At 51 years old, Tenório sees himself able to compete in the Games in Paris (France). The first post-Tokyo challenge will be the Grand Prix of Paralympic Judo, in December, at the Paralympic Training Center in São Paulo. A good performance will be essential for him to be called up again to join the national team of the sport, which would help him in the search for sponsorships that keep him in the fight for a spot in 2024.

The new cycle, however, will have a fundamental difference. Athletes with total visual impairment (class B1, renamed J2) will compete separately from those with low vision (class B2 and B3, now J1 only). On the other hand, some separations by weight were suppressed. Each class will have four categories. Before, in all, there were seven for men and six for women. The new system is valid from 2022. With this, this year's Grand Prix will still be in the old model.

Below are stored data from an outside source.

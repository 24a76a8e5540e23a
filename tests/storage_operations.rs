mod common;

use chrono::{Duration, Utc};
use common::{comment_input, post_input, store_input, test_db};
use spotlight_backend::models::db_operations::comments_db_operations::{self, CommentTotals};
use spotlight_backend::models::db_operations::posts_db_operations::{self, PostCounter, PostFilter};
use spotlight_backend::models::db_operations::{stores_db_operations, DbError};
use spotlight_backend::models::pagination::{PageRequest, Pagination};
use spotlight_backend::models::{Category, CategoryCounts, Comment, CommentStatus, Post, Store};

fn seed_stores(db: &redb::Database, count: usize) -> Vec<Store> {
    let start = Utc::now();
    (0..count)
        .map(|i| {
            let input = store_input(&format!("Store {}", i), "서울 중구 세종대로 1", &format!("KR-{:04}", i));
            let store = Store::from_input(input, start + Duration::seconds(i as i64));
            stores_db_operations::insert_store(db, &store).unwrap();
            store
        })
        .collect()
}

fn seed_post(db: &redb::Database, title: &str, category: Category, published: bool, offset_secs: i64) -> Post {
    let slug = title.to_lowercase().replace(' ', "-");
    let post = Post::from_input(
        post_input(title, category, published, None),
        slug,
        Utc::now() + Duration::seconds(offset_secs),
    );
    posts_db_operations::insert_post(db, &post).unwrap();
    post
}

#[test]
fn twenty_three_stores_split_into_three_pages_newest_first() {
    let (_dir, db) = test_db();
    let stores = seed_stores(&db, 23);

    let request = PageRequest::new(Some(1), Some(10)).unwrap();
    let page = stores_db_operations::read_stores_page(&db, None, request.offset(), 10).unwrap();
    let pagination = Pagination::new(request, page.total_count);
    assert_eq!(page.items.len(), 10);
    assert_eq!(page.items[0].id, stores[22].id);
    assert_eq!(pagination.total_pages, 3);
    assert!(pagination.has_next_page);
    assert!(!pagination.has_prev_page);

    let request = PageRequest::new(Some(3), Some(10)).unwrap();
    let page = stores_db_operations::read_stores_page(&db, None, request.offset(), 10).unwrap();
    let pagination = Pagination::new(request, page.total_count);
    assert_eq!(page.items.len(), 3);
    assert_eq!(page.items[2].id, stores[0].id);
    assert!(!pagination.has_next_page);
    assert!(pagination.has_prev_page);
}

#[test]
fn page_past_the_end_is_empty_with_correct_metadata() {
    let (_dir, db) = test_db();
    seed_stores(&db, 23);

    let request = PageRequest::new(Some(4), Some(10)).unwrap();
    let page = stores_db_operations::read_stores_page(&db, None, request.offset(), 10).unwrap();
    let pagination = Pagination::new(request, page.total_count);
    assert!(page.items.is_empty());
    assert_eq!(pagination.total_count, 23);
    assert_eq!(pagination.total_pages, 3);
    assert!(!pagination.has_next_page);
}

#[test]
fn duplicate_store_id_is_rejected_without_writing() {
    let (_dir, db) = test_db();
    let first = Store::from_input(store_input("Gangnam R", "서울 강남구", "KR-0001"), Utc::now());
    stores_db_operations::insert_store(&db, &first).unwrap();

    let second = Store::from_input(store_input("Another", "서울 종로구", "KR-0001"), Utc::now());
    let err = stores_db_operations::insert_store(&db, &second).unwrap_err();
    assert!(matches!(err, DbError::Duplicate(_)));

    assert_eq!(stores_db_operations::count_stores(&db).unwrap(), 1);
    assert!(stores_db_operations::read_store(&db, second.id).unwrap().is_none());
    assert_eq!(stores_db_operations::read_store(&db, first.id).unwrap(), Some(first));
}

#[test]
fn changing_store_id_frees_the_old_key() {
    let (_dir, db) = test_db();
    let mut store = Store::from_input(store_input("Gangnam R", "서울 강남구", "KR-0001"), Utc::now());
    stores_db_operations::insert_store(&db, &store).unwrap();
    let other = Store::from_input(store_input("Jongno", "서울 종로구", "KR-0002"), Utc::now());
    stores_db_operations::insert_store(&db, &other).unwrap();

    store.store_id = "KR-0002".to_string();
    let err = stores_db_operations::update_store(&db, &store).unwrap_err();
    assert!(matches!(err, DbError::Duplicate(_)));

    store.store_id = "KR-0100".to_string();
    stores_db_operations::update_store(&db, &store).unwrap();

    let reuse = Store::from_input(store_input("New", "부산 해운대구", "KR-0001"), Utc::now());
    stores_db_operations::insert_store(&db, &reuse).unwrap();
    assert_eq!(stores_db_operations::count_stores(&db).unwrap(), 3);
}

#[test]
fn updating_a_missing_store_is_not_found() {
    let (_dir, db) = test_db();
    let ghost = Store::from_input(store_input("Ghost", "nowhere", "KR-9999"), Utc::now());
    let err = stores_db_operations::update_store(&db, &ghost).unwrap_err();
    assert!(matches!(err, DbError::NotFound(_)));
}

#[test]
fn hangul_search_counts_only_matching_stores() {
    let (_dir, db) = test_db();
    let now = Utc::now();
    let addresses = [
        "서울 강남구 강남대로 390",
        "서울 종로구 종로 51",
        "서울 강남구 테헤란로 101",
        "부산 해운대구 해운대로 620",
        "서울 강남구 압구정로 120",
    ];
    for (i, address) in addresses.iter().enumerate() {
        let input = store_input(&format!("Store {}", i), address, &format!("KR-{:04}", i));
        let store = Store::from_input(input, now + Duration::seconds(i as i64));
        stores_db_operations::insert_store(&db, &store).unwrap();
    }

    let page = stores_db_operations::read_stores_page(&db, Some("강남"), 0, 10).unwrap();
    assert_eq!(page.total_count, 3);
    assert!(page.items.iter().all(|store| store.address.contains("강남")));
    assert_eq!(page.items[0].store_id, "KR-0004");
}

#[test]
fn store_tags_are_listed_once_ignoring_case() {
    let (_dir, db) = test_db();
    let mut first = store_input("Gangnam R", "서울 강남구", "KR-0001");
    first.tags = vec!["Seoul".to_string(), "Reserve".to_string()];
    let mut second = store_input("Jongno", "서울 종로구", "KR-0002");
    second.tags = vec!["seoul".to_string(), "DT".to_string()];
    for input in [first, second] {
        stores_db_operations::insert_store(&db, &Store::from_input(input, Utc::now())).unwrap();
    }

    let tags = stores_db_operations::read_all_store_tags(&db).unwrap();
    assert_eq!(tags.len(), 3);
    assert!(tags.iter().filter(|tag| tag.eq_ignore_ascii_case("seoul")).count() == 1);
}

#[test]
fn deleting_a_store_removes_its_key() {
    let (_dir, db) = test_db();
    let store = Store::from_input(store_input("Gangnam R", "서울 강남구", "KR-0001"), Utc::now());
    stores_db_operations::insert_store(&db, &store).unwrap();

    let removed = stores_db_operations::delete_store(&db, store.id).unwrap();
    assert_eq!(removed.id, store.id);
    assert_eq!(stores_db_operations::count_stores(&db).unwrap(), 0);
    let page = stores_db_operations::read_stores_page(&db, None, 0, 10).unwrap();
    assert!(page.items.is_empty());

    let again = Store::from_input(store_input("Gangnam R", "서울 강남구", "KR-0001"), Utc::now());
    stores_db_operations::insert_store(&db, &again).unwrap();
}

#[test]
fn post_filters_combine_published_category_and_search() {
    let (_dir, db) = test_db();
    seed_post(&db, "Gangnam Reserve", Category::Domestic, true, 0);
    seed_post(&db, "Tokyo Roastery", Category::Overseas, true, 1);
    seed_post(&db, "Draft Opening", Category::Domestic, false, 2);
    seed_post(&db, "Holiday Cups", Category::Special, true, 3);

    let all = posts_db_operations::read_posts_page(&db, &PostFilter::default(), 0, 10).unwrap();
    assert_eq!(all.total_count, 4);
    assert_eq!(all.items[0].title, "Holiday Cups");

    let published = PostFilter { published_only: true, ..Default::default() };
    let page = posts_db_operations::read_posts_page(&db, &published, 0, 10).unwrap();
    assert_eq!(page.total_count, 3);

    let domestic = PostFilter { published_only: true, category: Some(Category::Domestic), search: None };
    let page = posts_db_operations::read_posts_page(&db, &domestic, 0, 10).unwrap();
    assert_eq!(page.items.len(), 1);
    assert_eq!(page.items[0].title, "Gangnam Reserve");

    let search = PostFilter { published_only: true, category: None, search: Some("roastery".to_string()) };
    let page = posts_db_operations::read_posts_page(&db, &search, 0, 10).unwrap();
    assert_eq!(page.items.len(), 1);
    assert_eq!(page.items[0].title, "Tokyo Roastery");
}

#[test]
fn category_counts_include_only_published_posts() {
    let (_dir, db) = test_db();
    seed_post(&db, "Gangnam Reserve", Category::Domestic, true, 0);
    seed_post(&db, "Jeju Island", Category::Domestic, true, 1);
    seed_post(&db, "Draft Opening", Category::Domestic, false, 2);
    seed_post(&db, "Tokyo Roastery", Category::Overseas, true, 3);

    let counts = posts_db_operations::count_published_by_category(&db).unwrap();
    assert_eq!(counts, CategoryCounts { domestic: 2, overseas: 1, special: 0 });
}

#[test]
fn slugs_are_unique_and_freed_on_delete() {
    let (_dir, db) = test_db();
    let post = seed_post(&db, "Gangnam Reserve", Category::Domestic, true, 0);

    let clash = Post::from_input(
        post_input("Another", Category::Special, true, None),
        post.slug.clone(),
        Utc::now(),
    );
    assert!(matches!(posts_db_operations::insert_post(&db, &clash), Err(DbError::Duplicate(_))));

    posts_db_operations::delete_post(&db, post.id).unwrap();
    assert!(posts_db_operations::read_post_by_slug(&db, &post.slug).unwrap().is_none());
    posts_db_operations::insert_post(&db, &clash).unwrap();
    assert_eq!(
        posts_db_operations::read_post_by_slug(&db, &post.slug).unwrap().map(|p| p.id),
        Some(clash.id)
    );
}

#[test]
fn renaming_a_slug_moves_the_index() {
    let (_dir, db) = test_db();
    let mut post = seed_post(&db, "Gangnam Reserve", Category::Domestic, true, 0);
    post.slug = "gangnam-reserve-2026".to_string();

    let previous = posts_db_operations::update_post(&db, &post).unwrap();
    assert_eq!(previous.slug, "gangnam-reserve");
    assert!(posts_db_operations::read_post_by_slug(&db, "gangnam-reserve").unwrap().is_none());
    assert!(posts_db_operations::read_post_by_slug(&db, "gangnam-reserve-2026").unwrap().is_some());
}

#[test]
fn counters_increment_independently() {
    let (_dir, db) = test_db();
    let post = seed_post(&db, "Gangnam Reserve", Category::Domestic, true, 0);

    posts_db_operations::increment_post_counter(&db, post.id, PostCounter::Views).unwrap();
    posts_db_operations::increment_post_counter(&db, post.id, PostCounter::Views).unwrap();
    let after = posts_db_operations::increment_post_counter(&db, post.id, PostCounter::Likes).unwrap();
    assert_eq!((after.views, after.likes), (2, 1));
}

#[test]
fn soft_deleted_comments_stay_in_storage() {
    let (_dir, db) = test_db();
    let post = seed_post(&db, "Gangnam Reserve", Category::Domestic, true, 0);
    let now = Utc::now();
    let comments: Vec<Comment> = (0..3)
        .map(|i| {
            let comment = Comment::from_input(
                post.id,
                comment_input("minji", &format!("comment {}", i)),
                now + Duration::seconds(i),
            );
            comments_db_operations::insert_comment(&db, &comment).unwrap();
            comment
        })
        .collect();

    comments_db_operations::set_comment_status(&db, comments[1].id, CommentStatus::Deleted, Utc::now()).unwrap();

    let public = comments_db_operations::read_active_comments_page(&db, post.id, 0, 10).unwrap();
    assert_eq!(public.total_count, 2);
    assert_eq!(public.items[0].id, comments[2].id);
    assert!(public.items.iter().all(|c| c.id != comments[1].id));

    let admin = comments_db_operations::read_comments_page(&db, None, 0, 10).unwrap();
    assert_eq!(admin.total_count, 3);
    assert_eq!(comments_db_operations::count_active_comments(&db, post.id).unwrap(), 2);
    assert_eq!(
        comments_db_operations::count_comments(&db).unwrap(),
        CommentTotals { active: 2, deleted: 1 }
    );
}

#[test]
fn delete_then_restore_only_touches_flag_and_timestamp() {
    let (_dir, db) = test_db();
    let post = seed_post(&db, "Gangnam Reserve", Category::Domestic, true, 0);
    let original = Comment::from_input(post.id, comment_input("minji", "좋은 매장이네요"), Utc::now());
    comments_db_operations::insert_comment(&db, &original).unwrap();

    let deleted =
        comments_db_operations::set_comment_status(&db, original.id, CommentStatus::Deleted, Utc::now()).unwrap();
    assert_eq!(deleted.status, CommentStatus::Deleted);

    let restored =
        comments_db_operations::set_comment_status(&db, original.id, CommentStatus::Active, Utc::now()).unwrap();
    assert!(restored.updated_at >= original.updated_at);
    assert_eq!(Comment { updated_at: original.updated_at, ..restored }, original);
}

#[test]
fn comment_search_matches_author_content_and_email() {
    let (_dir, db) = test_db();
    let post = seed_post(&db, "Gangnam Reserve", Category::Domestic, true, 0);
    let mut with_email = comment_input("jisoo", "Great latte");
    with_email.email = Some("jisoo@example.com".to_string());
    for input in [comment_input("Minji", "좋은 매장"), with_email] {
        let comment = Comment::from_input(post.id, input, Utc::now());
        comments_db_operations::insert_comment(&db, &comment).unwrap();
    }

    let by_author = comments_db_operations::read_comments_page(&db, Some("minji"), 0, 10).unwrap();
    assert_eq!(by_author.total_count, 1);
    let by_email = comments_db_operations::read_comments_page(&db, Some("example.com"), 0, 10).unwrap();
    assert_eq!(by_email.items[0].author, "jisoo");
}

A study started in 2016 by scientists at the Free University of Amsterdam (Netherlands) guided the changes. It was based on consulting athletes (active and retired), coaches and managers, and five other analyses: two on the impact of visual impairment on combats and three on sports performance. The International Federation of Sports for the Blind (IBSA) established a committee to implement the changes.

The main conclusions of the studies were that visual impairment impacts performance on the mat, even if athletes start the fight with the grip on each other's kimono (which is a differential of Paralympic judo, compared to conventional) and that there is a disadvantage for judokas with more severe visual impairment in fights against rivals who, for example, see figures. The separation between completely blind competitors and those with low vision was one of the recommendations.

Tenório fits into the former B1 class (now J2) and was totally blind at age 19 due to an infection in his right eye. He had already lost sight in his left eye at age 13, hit by a castor bean seed, which detached the retina. The judoka recognizes that athletes who can define figures or images have an advantage over athletes like him, and he cites the defeat in the fight for bronze in Tokyo. The Uzbek who surpassed him in Japan was a B3 class with the least visual impairment.

“If he hadn't seen [a little], he wouldn't have found me”, said Tenório, who pondered: “A well-trained B1 will face a B2 or B3 calmly. A B3, who already learns by seeing, is different [from athletes who learn judo blind]. I've always been B1, but I was training when I got visually impaired, so I don't feel much difference [from fighting someone with low vision].”

The Brazilian will, of course, be impacted by the changes, as he will start fighting only with blind judokas, like him. Tenório, however, believes that the reduction of categories, as a result of class separation, hinders rather than helps. In men's, four divisions remained: up to 60 kg, up to 73 kg, up to 90 kg and over 90 kg. Those for women are: up to 48 kg, up to 57 kg, up to 70 kg and over 70 kg.

“The way it was done, it doesn't bring any advantage to B1, as they killed three categories. Including mine [up to a hundred kilos]. A person [slightly above] 60 kilos may have to fight someone 70 kilos. Or someone weighing 90 pounds face someone over a hundred. It's not fair, as you end up competing with someone who is physically stronger. If the seven [male] categories were kept, it would be fairer. Can you imagine the champion of my division [British Chris Skelley, who is B2] having to face the Georgian [Revaz Chikoidze, silver in Tokyo in the category over 100 kilos, also B2], with almost 180 kilos? No matter how technical a judoka is, it's impossible”, analyzed Tenório.

At this time, the four-time champion would compete between athletes weighing over 90 kilos, where he would have as his rival his compatriot Willians Araújo, silver in the Paralympic Games in Rio de Janeiro, in 2016, who already competed with judokas weighing over 100 kilos. The way out would be for Tenório, currently at around 100 kilos, to gain mass to compete with heavier opponents or to lose weight to less than 90 kilos and drop in category.

“At my age, weighing 120 or 130 kilos would be harmful to my health. It wouldn't work. In 2015 I managed to lower it to 90 kilos. It wouldn't be impossible, but it would need quality training and support”, he concluded.

Text translated using artificial intelligence.